I recently rewrote the Montreal Dribbble Meetup website using Sinatra. The previous version was simply static HTML and CSS files, so hosting and using a custom domain name was easy.
Since I moved to something dynamic (for various reasons), I decided to host the website on Heroku for simplicity reasons. Pushing something to Heroku is beautifully simple, but unfortunately looking at the Heroku documentation, I discovered that Hover, where I had my domain name doesn’t support setting a CNAME
for root domains. Bummer.
Fortunately, Heroku provides a list of DNS services that support that feature. Looking at the list, the only two names that rang a bell were DNS Simple and CloudFlare. DNS Simple’s pricing structure seems uh… anything but simple. So I went with CloudFlare. For my needs, the free CloudFlare plan was more than enough.

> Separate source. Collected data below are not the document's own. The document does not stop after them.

use thiserror::Error;

/// Result type for icicle-processor operations
pub type Result<T> = std::result::Result<T, Error>;

/// Hard errors raised when the host breaks the element-graph contract.
///
/// User mistakes (private fields, unmappable types) are never reported here;
/// they go through the [`Messager`](crate::processor::Messager) instead.
#[derive(Error, Debug, Clone, PartialEq, Eq)]
pub enum Error {
    #[error("Malformed type spelling '{spec}': {message}")]
    TypeSpec { spec: String, message: String },

    #[error("Cannot resolve type element '{name}'")]
    UnresolvedType { name: String },

    #[error("Annotated element '{element}' is a {kind}, not a field")]
    NotAField { element: String, kind: String },

    #[error("Element '{element}' is not directly enclosed by a class")]
    NotEnclosedByClass { element: String },

    #[error("Superclass '{mirror}' of '{class}' is not a declared type")]
    NotADeclaredType { class: String, mirror: String },

    #[error("Duplicate class definition: {name}")]
    DuplicateClass { name: String },

    #[error("Unknown primitive kind: {name}")]
    UnknownPrimitive { name: String },

    #[error("Configuration error: {message}")]
    Config { message: String },
}

impl Error {
    /// Create a type spelling error
    pub fn type_spec(spec: impl Into<String>, message: impl Into<String>) -> Self {
        Self::TypeSpec { spec: spec.into(), message: message.into() }
    }

    /// Create an unresolved type error
    pub fn unresolved(name: impl Into<String>) -> Self {
        Self::UnresolvedType { name: name.into() }
    }

    /// Create a configuration error
    pub fn config(message: impl Into<String>) -> Self {
        Self::Config { message: message.into() }
    }
}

The setup process is surprisingly pretty seamless. You enter your domain name and they import your existing DNS records and tell you exactly what to replace in order to switch over to Cloudflare. Kudos for the amazingly simple onboarding experience.
Once that was done, all I had to do was add a CNAME
record with my domain name (mtldribbblemeetup.com) pointing to the Heroku URL (mtldribbblemeetup.herokuapp.com). Done!
The whole process took roughly 10 minutes and the site was already accessible at the custom domain name. Couldn’t recommend Cloudflare enough as a DNS provider for sites hosted on Heroku.